Une parole aux formes multiples et contraintes
Il faut souligner d’abord que la parole des auditeurs anonymes cohabite avec celle des invités, au statut d’experts : qu’il s’agisse d’hommes politiques (Ted Malloch, Ian Paisley, Vince Cable et Peter Bone…), de journalistes de la chaîne (Theo Ashwood, Simon Marks), d’experts (Margaret Gilmore) ou de témoins locaux (Wade Smith, Jim Kemp) . Précisons immédiatement pourtant qu’elles ne se mélangent pas : c’est toujours avec le présentateur que se fait le dialogue, établissant de fait une étanchéité entre discours experts et discours profanes. Dans notre corpus, un unique cas semble transgresser cette règle : à l’occasion de la venue de Peter Bone, Nigel Farage appelle ses auditeurs à lui envoyer par message les questions qu’ils aimeraient lui poser. Ces messages sont ensuite pris en voix par Nigel Farage.
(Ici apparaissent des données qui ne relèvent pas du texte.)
//! Record construction from header and data rows

use super::schema_mapper::{HeaderSchema, normalize_value};
use super::tokenizer::RawRow;
use crate::app::models::Record;

/// Build one sparse [`Record`] from a data row.
///
/// Returns `None` for a row whose cells are all blank. Columns with a blank
/// header or a blank value contribute no key. Ragged rows are tolerated: only
/// indices present in both rows are considered.
pub fn build_record(schema: &HeaderSchema, row: &RawRow) -> Option<Record> {
    if row.is_blank() {
        return None;
    }

    let record = row
        .cells
        .iter()
        .enumerate()
        .filter_map(|(index, cell)| {
            let key = schema.key_at(index)?;
            let value = normalize_value(cell);
            (!value.is_empty()).then(|| (key.clone(), value))
        })
        .collect();

    Some(record)
}
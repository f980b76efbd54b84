//! Record filtering for the directory view
//!
//! Combines the free-text search with named quality filters and pinned
//! searches. See [`engine`] for evaluation rules.

pub mod engine;

#[cfg(test)]
mod tests;

pub use engine::{FilterEngine, FilterThresholds, matches, matches_text};
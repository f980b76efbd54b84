//! Application constants for the cafe finder
//!
//! This module contains the header lookup table, quick-filter thresholds and
//! default values used throughout the application.

use crate::app::models::FieldKey;

// =============================================================================
// Source
// =============================================================================

/// Published spreadsheet export (CSV) used when no URL is configured
pub const DEFAULT_SHEET_URL: &str = "https://docs.google.com/spreadsheets/d/e/2PACX-1vSFvLd2tOTDsWRnff1_Q45swX5Y5GVAWr_iv5B-qsUSOoWmQY1asnQvW0gWKi1jPCF3VrMiO2Pnl2Mp/pub?gid=1569478054&single=true&output=csv";

/// Default HTTP request timeout in seconds
pub const DEFAULT_REQUEST_TIMEOUT_SECS: u64 = 30;

/// Default chunk size when streaming a local file
pub const DEFAULT_READ_CHUNK_SIZE: usize = 8192;

/// Application directory name under the platform config dir
pub const CONFIG_DIR_NAME: &str = "cafe-finder";

/// Configuration file name
pub const CONFIG_FILE_NAME: &str = "config.toml";

// =============================================================================
// Header Mapping
// =============================================================================

/// Normalized header text to canonical field key.
///
/// Lookup keys are already lowercased with quotes stripped. Both the raw
/// form-response headers and the "avg ..." summary-sheet headers are listed.
pub const HEADER_ALIASES: &[(&str, FieldKey)] = &[
    ("cafe name", FieldKey::Name),
    ("city", FieldKey::Location),
    ("google maps link", FieldKey::MapUrl),
    ("wifi quality", FieldKey::Wifi),
    ("avg wifi quality", FieldKey::Wifi),
    ("comfort", FieldKey::Comfort),
    ("avg comfort", FieldKey::Comfort),
    ("noise level", FieldKey::Noise),
    ("avg quietness", FieldKey::Noise),
    ("coffee quality", FieldKey::Coffee),
    ("avg coffee quality", FieldKey::Coffee),
    ("food quality", FieldKey::Food),
    ("avg food quality", FieldKey::Food),
    ("power outlets availability", FieldKey::Power),
    ("avg power outlets availability", FieldKey::Power),
    ("temperature", FieldKey::Temperature),
    ("avg temperature", FieldKey::Temperature),
    ("comments", FieldKey::Comments),
    ("timestamp", FieldKey::Timestamp),
];

// =============================================================================
// Quick Filters
// =============================================================================

/// Prefix marking a pinned-search filter token
pub const PINNED_SEARCH_PREFIX: &str = "search:";

/// Minimum wifi rating for the `wifi` filter
pub const DEFAULT_MIN_WIFI: i64 = 4;

/// Minimum quietness rating for the `quiet` filter (higher = quieter)
pub const DEFAULT_MIN_QUIET: i64 = 4;

/// Minimum coffee rating for the `coffee` filter
pub const DEFAULT_MIN_COFFEE: i64 = 4;

/// Highest rating on the star scale
pub const MAX_RATING: i64 = 5;
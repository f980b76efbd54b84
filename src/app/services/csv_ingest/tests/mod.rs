//! Test utilities for CSV ingestion testing
//!
//! Helpers for building synthetic chunk streams and the sample payloads
//! shared by the test modules below.

use futures::stream::{self, Stream};

use crate::{CafeError, Result};


/// Summary-sheet export with quoting, a pass-through column and a trailing blank row
pub fn sample_summary_csv() -> &'static str {
    "\"Cafe Name\",City,Google Maps Link,Avg Wifi Quality,Avg Quietness,Avg Power Outlets Availability,Avg Coffee Quality,Vibe\r\n\
     \"Bean There, Done That\",Springfield,https://maps.example/bean,5,4,3,4,cosy\r\n\
     Mug Life,Shelbyville,,2,1,0,5,\r\n\
     \"The \"\"Daily\"\" Grind\",Capital City,https://maps.example/grind,4,5,2,3,busy\r\n\
     ,,,,,,,\r\n"
}

/// Split a payload into chunks of `size` bytes
pub fn chunked(payload: &str, size: usize) -> Vec<Vec<u8>> {
    payload
        .as_bytes()
        .chunks(size.max(1))
        .map(<[u8]>::to_vec)
        .collect()
}

/// Stream of successful chunks
pub fn ok_stream(chunks: Vec<Vec<u8>>) -> impl Stream<Item = Result<Vec<u8>>> {
    stream::iter(chunks.into_iter().map(Ok))
}

/// Stream that delivers `chunks` then fails with a transport error
pub fn failing_stream(chunks: Vec<Vec<u8>>) -> impl Stream<Item = Result<Vec<u8>>> {
    let failure = CafeError::transport("https://sheet.example/export.csv", "connection reset");
    stream::iter(
        chunks
            .into_iter()
            .map(Ok)
            .chain(std::iter::once(Err(failure))),
    )
}
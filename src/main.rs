use anyhow::Context;
use cafe_finder::cli::{args::Args, commands};
use clap::Parser;
use std::process;

fn main() {
    let args = Args::parse();

    // Create async runtime
    let runtime = tokio::runtime::Runtime::new().unwrap_or_else(|e| {
        eprintln!("Failed to create async runtime: {}", e);
        process::exit(1);
    });

    // Run the command, racing it against CTRL+C
    let result: anyhow::Result<()> = runtime.block_on(async {
        tokio::select! {
            result = commands::run(args) => result.context("cafe-finder did not complete"),
            _ = shutdown_signal() => {
                eprintln!("\nReceived CTRL+C, shutting down...");
                Err(cafe_finder::CafeError::interrupted("Interrupted by user").into())
            }
        }
    });

    if let Err(error) = result {
        eprintln!("Error: {:#}", error);
        process::exit(1);
    }
}

/// Resolves on CTRL+C; never resolves if the handler cannot be installed
async fn shutdown_signal() {
    if let Err(e) = tokio::signal::ctrl_c().await {
        eprintln!("Failed to install CTRL+C signal handler: {}", e);
        std::future::pending::<()>().await;
    }
}
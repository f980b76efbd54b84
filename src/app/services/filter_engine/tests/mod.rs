//! Test utilities for filter evaluation

use crate::app::models::{FieldKey, Record, RecordSet};

mod engine_tests;

/// Build a record from known-field pairs
pub fn record(fields: &[(FieldKey, &str)]) -> Record {
    fields.iter().map(|&(key, value)| (key, value)).collect()
}

/// Small directory covering each quick filter
pub fn sample_records() -> RecordSet {
    RecordSet::new(vec![
        record(&[
            (FieldKey::Name, "Bean There"),
            (FieldKey::Location, "Springfield"),
            (FieldKey::Wifi, "5"),
            (FieldKey::Noise, "4"),
            (FieldKey::Power, "3"),
            (FieldKey::Coffee, "4"),
        ]),
        record(&[
            (FieldKey::Location, "Shelbyville"),
            (FieldKey::Wifi, "3"),
            (FieldKey::Noise, "2"),
        ]),
        record(&[
            (FieldKey::Name, "Mug Life"),
            (FieldKey::Wifi, "0"),
            (FieldKey::Power, "0"),
            (FieldKey::Coffee, "5"),
        ]),
        record(&[
            (FieldKey::Name, "Brewed Awakening"),
            (FieldKey::Location, "Capital City"),
            (FieldKey::Wifi, "4"),
            (FieldKey::Noise, "5"),
            (FieldKey::Power, "1"),
        ]),
    ])
}
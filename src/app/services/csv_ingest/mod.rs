//! Streaming CSV ingestion for published spreadsheet exports
//!
//! This module turns a chunked CSV byte stream into an ordered set of sparse
//! cafe records. Per-row anomalies never fail a payload; only the underlying
//! stream can.
//!
//! ## Architecture
//!
//! - [`assembler`] - Buffers partial lines across chunk boundaries
//! - [`tokenizer`] - Splits one line into cells with quote handling
//! - [`schema_mapper`] - Maps human-authored headers to canonical keys
//! - [`record_builder`] - Pairs header and data rows into sparse records
//! - [`parser`] - Drives the pipeline over strings and streams
//! - [`stats`] - Ingestion statistics and result structures
//!
//! ## Usage
//!
//! ```rust
//! use cafe_finder::app::services::csv_ingest::CsvIngestor;
//!
//! let result = CsvIngestor::new().ingest_str("Cafe Name,City\nBean There,Springfield\n");
//! assert_eq!(result.records.len(), 1);
//! ```

pub mod assembler;
pub mod parser;
pub mod record_builder;
pub mod schema_mapper;
pub mod stats;
pub mod tokenizer;

#[cfg(test)]
pub mod tests;

pub use assembler::StreamAssembler;
pub use parser::CsvIngestor;
pub use record_builder::build_record;
pub use schema_mapper::{HeaderSchema, map_header, normalize_header};
pub use stats::{ParseResult, ParseStats};
pub use tokenizer::{RawRow, tokenize_row};
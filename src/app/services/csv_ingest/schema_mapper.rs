//! Header normalization and canonical key mapping
//!
//! Spreadsheet headers are typed by humans; casing, stray quotes and padding
//! vary between exports. Headers are normalized before lookup and anything
//! not in the table passes through under its normalized text.

use std::collections::HashMap;
use std::sync::LazyLock;
use tracing::debug;

use super::tokenizer::RawRow;
use crate::app::models::{CanonicalKey, FieldKey};
use crate::constants::HEADER_ALIASES;

static HEADER_TABLE: LazyLock<HashMap<&'static str, FieldKey>> =
    LazyLock::new(|| HEADER_ALIASES.iter().copied().collect());

/// Strip `'` and `"`, trim, lowercase
pub fn normalize_header(raw: &str) -> String {
    strip_quotes(raw).trim().to_lowercase()
}

/// Strip `'` and `"`, then trim. Used for data cells.
pub fn normalize_value(raw: &str) -> String {
    strip_quotes(raw).trim().to_string()
}

fn strip_quotes(raw: &str) -> String {
    raw.chars().filter(|c| !matches!(c, '\'' | '"')).collect()
}

/// Map one raw header cell to its canonical key. Total and deterministic.
///
/// Headers outside the alias table pass through, except that a header
/// spelling a field name (`Name`, `Wifi`, `mapurl`) lands on that field.
pub fn map_header(raw: &str) -> CanonicalKey {
    let normalized = normalize_header(raw);
    match HEADER_TABLE.get(normalized.as_str()) {
        Some(&key) => CanonicalKey::Field(key),
        None => CanonicalKey::from_normalized(normalized),
    }
}

/// Positional schema derived from a payload's header row
#[derive(Debug, Clone, PartialEq, Eq)]
pub struct HeaderSchema {
    /// Raw header cells as they appeared in the payload
    pub raw_headers: Vec<String>,

    /// Canonical key per column; `None` for blank header cells
    pub columns: Vec<Option<CanonicalKey>>,
}

impl HeaderSchema {
    /// Analyze a header row. Blank header cells yield unkeyed columns.
    pub fn from_header_row(row: &RawRow) -> Self {
        let columns: Vec<Option<CanonicalKey>> = row
            .cells
            .iter()
            .map(|cell| {
                if normalize_header(cell).is_empty() {
                    None
                } else {
                    Some(map_header(cell))
                }
            })
            .collect();

        for key in columns.iter().flatten() {
            if let CanonicalKey::Other(name) = key {
                debug!("Passing through unmapped header '{}'", name);
            }
        }

        Self {
            raw_headers: row.cells.clone(),
            columns,
        }
    }

    /// Canonical key of a column, if the column has a non-blank header
    pub fn key_at(&self, index: usize) -> Option<&CanonicalKey> {
        self.columns.get(index).and_then(Option::as_ref)
    }

    pub fn len(&self) -> usize {
        self.columns.len()
    }

    pub fn is_empty(&self) -> bool {
        self.columns.is_empty()
    }

    pub fn has_field(&self, key: FieldKey) -> bool {
        self.columns
            .iter()
            .flatten()
            .any(|column| *column == CanonicalKey::Field(key))
    }

    /// Column counts: (total, mapped to known fields, passed through)
    pub fn stats(&self) -> (usize, usize, usize) {
        let mapped = self
            .columns
            .iter()
            .flatten()
            .filter(|key| matches!(key, CanonicalKey::Field(_)))
            .count();
        let passed_through = self
            .columns
            .iter()
            .flatten()
            .filter(|key| matches!(key, CanonicalKey::Other(_)))
            .count();
        (self.columns.len(), mapped, passed_through)
    }
}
En comparant ce passage avec l’extrait précédent, remarquons que l’auditeur Peter, s’il engage effectivement un dialogue assez long avec Nigel Farage (deux tours de parole chacun, d’une durée relativement longue), semble surtout empêché de continuer plus en avant sa critique de Donald Trump et de Nigel Farage réunis – ce qui n’était pas le cas de Karen. Un autre élément doit être pris en compte : l’appel de Peter est le premier de l’émission, Karen le dernier : dans ce cas, laisser « courir » le discours de Karen peut être une stratégie afin de terminer l’émission (qui plus est, sur une note qui va dans le sens de Nigel Farage), sans qu’il n’ait besoin de faire appel à un nouvel auditeur dont la contribution sera forcément très courte. Au contraire, on conçoit qu’en début d’émission, le présentateur souhaite donner un certain rythme aux interventions, afin d’animer l’émission.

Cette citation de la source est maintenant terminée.